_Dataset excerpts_
-- Opening Marker --

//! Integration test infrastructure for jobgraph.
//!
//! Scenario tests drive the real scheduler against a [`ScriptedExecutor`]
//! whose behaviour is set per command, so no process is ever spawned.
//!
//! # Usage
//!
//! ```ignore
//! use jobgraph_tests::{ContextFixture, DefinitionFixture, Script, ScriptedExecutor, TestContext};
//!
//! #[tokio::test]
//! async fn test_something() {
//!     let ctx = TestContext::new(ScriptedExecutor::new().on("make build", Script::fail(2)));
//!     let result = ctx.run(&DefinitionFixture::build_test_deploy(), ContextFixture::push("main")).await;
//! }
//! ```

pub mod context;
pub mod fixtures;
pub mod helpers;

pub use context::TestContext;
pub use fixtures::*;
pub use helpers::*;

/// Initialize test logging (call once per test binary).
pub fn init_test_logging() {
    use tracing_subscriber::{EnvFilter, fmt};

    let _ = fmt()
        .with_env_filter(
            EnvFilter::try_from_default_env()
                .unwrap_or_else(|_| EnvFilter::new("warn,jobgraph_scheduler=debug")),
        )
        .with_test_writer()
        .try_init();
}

-- Closing Marker --

Extract all of the data above without altering anything.

_COMPLETED EXERCISE_
//! Integration test infrastructure for jobgraph.
//!
//! Scenario tests drive the real scheduler against a [`ScriptedExecutor`]
//! whose behaviour is set per command, so no process is ever spawned.
//!
//! # Usage
//!
//! ```ignore
//! use jobgraph_tests::{ContextFixture, DefinitionFixture, Script, ScriptedExecutor, TestContext};
//!
//! #[tokio::test]
//! async fn test_something() {
//!     let ctx = TestContext::new(ScriptedExecutor::new().on("make build", Script::fail(2)));
//!     let result = ctx.run(&DefinitionFixture::build_test_deploy(), ContextFixture::push("main")).await;
//! }
//! ```

pub mod context;
pub mod fixtures;
pub mod helpers;

pub use context::TestContext;
pub use fixtures::*;
pub use helpers::*;

/// Initialize test logging (call once per test binary).
pub fn init_test_logging() {
    use tracing_subscriber::{EnvFilter, fmt};

    let _ = fmt()
        .with_env_filter(
            EnvFilter::try_from_default_env()
                .unwrap_or_else(|_| EnvFilter::new("warn,jobgraph_scheduler=debug")),
        )
        .with_test_writer()
        .try_init();
}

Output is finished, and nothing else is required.